(Beginning of Given records)

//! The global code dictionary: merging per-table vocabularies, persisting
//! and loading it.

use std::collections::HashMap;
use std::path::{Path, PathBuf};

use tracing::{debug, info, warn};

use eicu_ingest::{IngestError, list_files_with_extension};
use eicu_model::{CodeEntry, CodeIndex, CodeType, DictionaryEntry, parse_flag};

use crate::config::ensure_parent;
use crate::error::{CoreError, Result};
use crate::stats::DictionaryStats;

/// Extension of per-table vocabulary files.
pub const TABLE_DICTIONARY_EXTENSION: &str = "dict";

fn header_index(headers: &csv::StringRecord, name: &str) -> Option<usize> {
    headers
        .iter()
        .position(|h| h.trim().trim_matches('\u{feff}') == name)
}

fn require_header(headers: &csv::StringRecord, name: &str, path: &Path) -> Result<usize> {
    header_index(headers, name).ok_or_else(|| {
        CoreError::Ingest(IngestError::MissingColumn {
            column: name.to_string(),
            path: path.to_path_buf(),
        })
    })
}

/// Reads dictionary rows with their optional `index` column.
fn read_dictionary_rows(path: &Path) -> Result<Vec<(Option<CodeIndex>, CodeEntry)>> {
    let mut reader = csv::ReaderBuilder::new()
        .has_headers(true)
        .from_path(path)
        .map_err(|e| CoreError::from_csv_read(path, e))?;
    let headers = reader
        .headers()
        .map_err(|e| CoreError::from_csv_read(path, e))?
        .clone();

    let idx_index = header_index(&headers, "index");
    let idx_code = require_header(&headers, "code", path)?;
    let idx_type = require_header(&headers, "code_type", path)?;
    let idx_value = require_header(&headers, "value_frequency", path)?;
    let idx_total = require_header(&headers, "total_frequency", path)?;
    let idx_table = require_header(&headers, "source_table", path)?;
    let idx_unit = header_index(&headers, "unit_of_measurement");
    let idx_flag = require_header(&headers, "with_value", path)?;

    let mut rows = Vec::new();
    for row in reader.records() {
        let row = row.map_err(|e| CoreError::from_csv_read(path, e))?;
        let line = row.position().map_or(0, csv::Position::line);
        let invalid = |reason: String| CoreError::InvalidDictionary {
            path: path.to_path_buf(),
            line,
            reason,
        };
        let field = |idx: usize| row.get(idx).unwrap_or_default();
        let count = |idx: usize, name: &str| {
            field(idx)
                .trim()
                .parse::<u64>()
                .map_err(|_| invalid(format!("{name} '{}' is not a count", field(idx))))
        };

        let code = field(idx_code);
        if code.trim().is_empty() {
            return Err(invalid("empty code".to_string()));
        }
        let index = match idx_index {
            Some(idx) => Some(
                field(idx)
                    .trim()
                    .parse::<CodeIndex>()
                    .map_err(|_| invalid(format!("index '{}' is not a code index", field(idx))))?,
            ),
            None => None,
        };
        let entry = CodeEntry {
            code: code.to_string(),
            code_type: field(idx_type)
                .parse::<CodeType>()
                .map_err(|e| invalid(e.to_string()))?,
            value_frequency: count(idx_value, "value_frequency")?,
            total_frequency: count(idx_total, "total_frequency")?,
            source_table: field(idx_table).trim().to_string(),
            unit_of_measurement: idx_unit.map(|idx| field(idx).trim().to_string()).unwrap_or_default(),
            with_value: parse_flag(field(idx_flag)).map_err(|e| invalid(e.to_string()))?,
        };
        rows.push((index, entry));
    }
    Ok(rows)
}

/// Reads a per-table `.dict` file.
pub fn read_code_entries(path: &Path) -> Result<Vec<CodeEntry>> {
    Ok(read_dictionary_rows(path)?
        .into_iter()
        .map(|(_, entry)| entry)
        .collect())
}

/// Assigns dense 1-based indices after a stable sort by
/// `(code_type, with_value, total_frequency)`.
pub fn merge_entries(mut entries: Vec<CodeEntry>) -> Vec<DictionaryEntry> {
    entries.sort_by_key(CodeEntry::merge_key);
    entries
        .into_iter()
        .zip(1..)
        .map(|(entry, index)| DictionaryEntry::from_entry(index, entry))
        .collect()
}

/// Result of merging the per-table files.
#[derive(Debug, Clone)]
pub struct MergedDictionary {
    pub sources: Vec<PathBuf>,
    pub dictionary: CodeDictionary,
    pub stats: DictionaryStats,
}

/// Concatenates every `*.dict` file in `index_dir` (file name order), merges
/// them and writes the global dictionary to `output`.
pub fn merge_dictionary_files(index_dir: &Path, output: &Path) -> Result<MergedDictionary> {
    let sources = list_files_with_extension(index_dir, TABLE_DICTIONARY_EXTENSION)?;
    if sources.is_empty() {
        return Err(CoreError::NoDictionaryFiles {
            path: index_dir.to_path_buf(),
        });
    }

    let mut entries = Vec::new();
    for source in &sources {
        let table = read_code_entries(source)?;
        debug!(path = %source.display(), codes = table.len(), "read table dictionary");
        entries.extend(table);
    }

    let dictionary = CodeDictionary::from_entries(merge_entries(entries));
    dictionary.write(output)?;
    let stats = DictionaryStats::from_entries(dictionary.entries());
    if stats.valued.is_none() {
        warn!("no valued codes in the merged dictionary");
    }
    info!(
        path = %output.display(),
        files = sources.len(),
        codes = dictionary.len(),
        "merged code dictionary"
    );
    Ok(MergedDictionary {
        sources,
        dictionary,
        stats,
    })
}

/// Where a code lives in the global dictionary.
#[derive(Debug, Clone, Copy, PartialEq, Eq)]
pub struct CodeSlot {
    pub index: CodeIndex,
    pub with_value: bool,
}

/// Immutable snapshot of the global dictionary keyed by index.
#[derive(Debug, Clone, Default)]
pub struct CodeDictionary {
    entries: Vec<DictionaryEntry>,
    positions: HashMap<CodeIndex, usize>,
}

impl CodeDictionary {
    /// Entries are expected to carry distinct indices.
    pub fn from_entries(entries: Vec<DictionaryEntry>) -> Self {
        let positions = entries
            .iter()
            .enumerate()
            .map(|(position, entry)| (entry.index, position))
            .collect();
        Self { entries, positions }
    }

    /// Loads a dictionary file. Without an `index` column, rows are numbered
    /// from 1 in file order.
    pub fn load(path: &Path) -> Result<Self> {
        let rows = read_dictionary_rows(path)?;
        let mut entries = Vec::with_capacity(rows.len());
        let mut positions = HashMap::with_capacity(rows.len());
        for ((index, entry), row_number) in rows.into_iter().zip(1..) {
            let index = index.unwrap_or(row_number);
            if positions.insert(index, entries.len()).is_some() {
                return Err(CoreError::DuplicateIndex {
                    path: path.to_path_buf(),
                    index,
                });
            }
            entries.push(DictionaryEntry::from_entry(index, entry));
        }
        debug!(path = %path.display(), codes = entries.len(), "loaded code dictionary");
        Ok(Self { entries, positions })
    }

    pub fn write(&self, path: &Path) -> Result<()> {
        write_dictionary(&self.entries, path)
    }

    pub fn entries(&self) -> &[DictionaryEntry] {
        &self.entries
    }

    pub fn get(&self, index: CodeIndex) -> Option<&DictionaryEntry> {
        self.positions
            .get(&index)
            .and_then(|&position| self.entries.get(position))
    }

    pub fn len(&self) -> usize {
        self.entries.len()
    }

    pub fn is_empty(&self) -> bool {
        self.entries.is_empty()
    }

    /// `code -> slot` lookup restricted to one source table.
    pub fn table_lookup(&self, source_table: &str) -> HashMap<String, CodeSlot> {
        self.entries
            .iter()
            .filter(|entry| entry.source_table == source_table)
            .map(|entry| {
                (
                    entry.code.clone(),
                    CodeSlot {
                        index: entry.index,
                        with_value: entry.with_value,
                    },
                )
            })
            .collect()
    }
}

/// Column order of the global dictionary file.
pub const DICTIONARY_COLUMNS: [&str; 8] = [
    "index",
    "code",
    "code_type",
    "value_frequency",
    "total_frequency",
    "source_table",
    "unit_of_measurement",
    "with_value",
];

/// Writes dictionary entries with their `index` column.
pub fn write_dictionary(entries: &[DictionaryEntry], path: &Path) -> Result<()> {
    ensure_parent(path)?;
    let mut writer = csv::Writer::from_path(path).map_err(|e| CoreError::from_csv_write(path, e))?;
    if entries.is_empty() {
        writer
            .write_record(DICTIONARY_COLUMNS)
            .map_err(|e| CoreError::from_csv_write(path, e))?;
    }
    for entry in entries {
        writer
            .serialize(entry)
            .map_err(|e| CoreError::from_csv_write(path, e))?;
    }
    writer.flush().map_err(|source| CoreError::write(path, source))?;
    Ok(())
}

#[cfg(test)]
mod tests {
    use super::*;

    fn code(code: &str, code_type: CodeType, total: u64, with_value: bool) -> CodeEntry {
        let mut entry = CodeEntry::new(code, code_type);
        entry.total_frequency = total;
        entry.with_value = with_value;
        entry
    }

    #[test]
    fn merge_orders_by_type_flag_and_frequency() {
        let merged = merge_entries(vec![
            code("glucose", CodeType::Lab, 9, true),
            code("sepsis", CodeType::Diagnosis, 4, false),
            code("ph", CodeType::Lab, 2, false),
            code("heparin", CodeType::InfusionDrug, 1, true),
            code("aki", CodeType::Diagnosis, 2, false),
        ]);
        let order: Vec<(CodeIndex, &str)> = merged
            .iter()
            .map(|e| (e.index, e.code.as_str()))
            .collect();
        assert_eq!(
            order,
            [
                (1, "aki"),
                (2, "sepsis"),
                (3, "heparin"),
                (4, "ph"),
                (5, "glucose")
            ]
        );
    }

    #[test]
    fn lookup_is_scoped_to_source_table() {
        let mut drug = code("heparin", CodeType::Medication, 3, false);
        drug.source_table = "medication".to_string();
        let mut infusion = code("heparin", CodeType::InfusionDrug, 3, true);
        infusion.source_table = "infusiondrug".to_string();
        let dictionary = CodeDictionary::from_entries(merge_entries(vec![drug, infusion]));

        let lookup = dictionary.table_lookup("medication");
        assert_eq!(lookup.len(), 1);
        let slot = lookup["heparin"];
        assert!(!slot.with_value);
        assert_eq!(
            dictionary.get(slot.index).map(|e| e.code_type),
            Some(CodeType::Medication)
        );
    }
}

(End of Given records)

__What to produce__
Return, word for word, the lines of the data above from the line with "pub fn merge_dictionary_files(index_dir: &Path, output: &Path)" through the line with "let index = index.unwrap_or(row_number);", inclusive.

__Result of this task__
pub fn merge_dictionary_files(index_dir: &Path, output: &Path) -> Result<MergedDictionary> {
    let sources = list_files_with_extension(index_dir, TABLE_DICTIONARY_EXTENSION)?;
    if sources.is_empty() {
        return Err(CoreError::NoDictionaryFiles {
            path: index_dir.to_path_buf(),
        });
    }

    let mut entries = Vec::new();
    for source in &sources {
        let table = read_code_entries(source)?;
        debug!(path = %source.display(), codes = table.len(), "read table dictionary");
        entries.extend(table);
    }

    let dictionary = CodeDictionary::from_entries(merge_entries(entries));
    dictionary.write(output)?;
    let stats = DictionaryStats::from_entries(dictionary.entries());
    if stats.valued.is_none() {
        warn!("no valued codes in the merged dictionary");
    }
    info!(
        path = %output.display(),
        files = sources.len(),
        codes = dictionary.len(),
        "merged code dictionary"
    );
    Ok(MergedDictionary {
        sources,
        dictionary,
        stats,
    })
}

/// Where a code lives in the global dictionary.
#[derive(Debug, Clone, Copy, PartialEq, Eq)]
pub struct CodeSlot {
    pub index: CodeIndex,
    pub with_value: bool,
}

/// Immutable snapshot of the global dictionary keyed by index.
#[derive(Debug, Clone, Default)]
pub struct CodeDictionary {
    entries: Vec<DictionaryEntry>,
    positions: HashMap<CodeIndex, usize>,
}

impl CodeDictionary {
    /// Entries are expected to carry distinct indices.
    pub fn from_entries(entries: Vec<DictionaryEntry>) -> Self {
        let positions = entries
            .iter()
            .enumerate()
            .map(|(position, entry)| (entry.index, position))
            .collect();
        Self { entries, positions }
    }

    /// Loads a dictionary file. Without an `index` column, rows are numbered
    /// from 1 in file order.
    pub fn load(path: &Path) -> Result<Self> {
        let rows = read_dictionary_rows(path)?;
        let mut entries = Vec::with_capacity(rows.len());
        let mut positions = HashMap::with_capacity(rows.len());
        for ((index, entry), row_number) in rows.into_iter().zip(1..) {
            let index = index.unwrap_or(row_number);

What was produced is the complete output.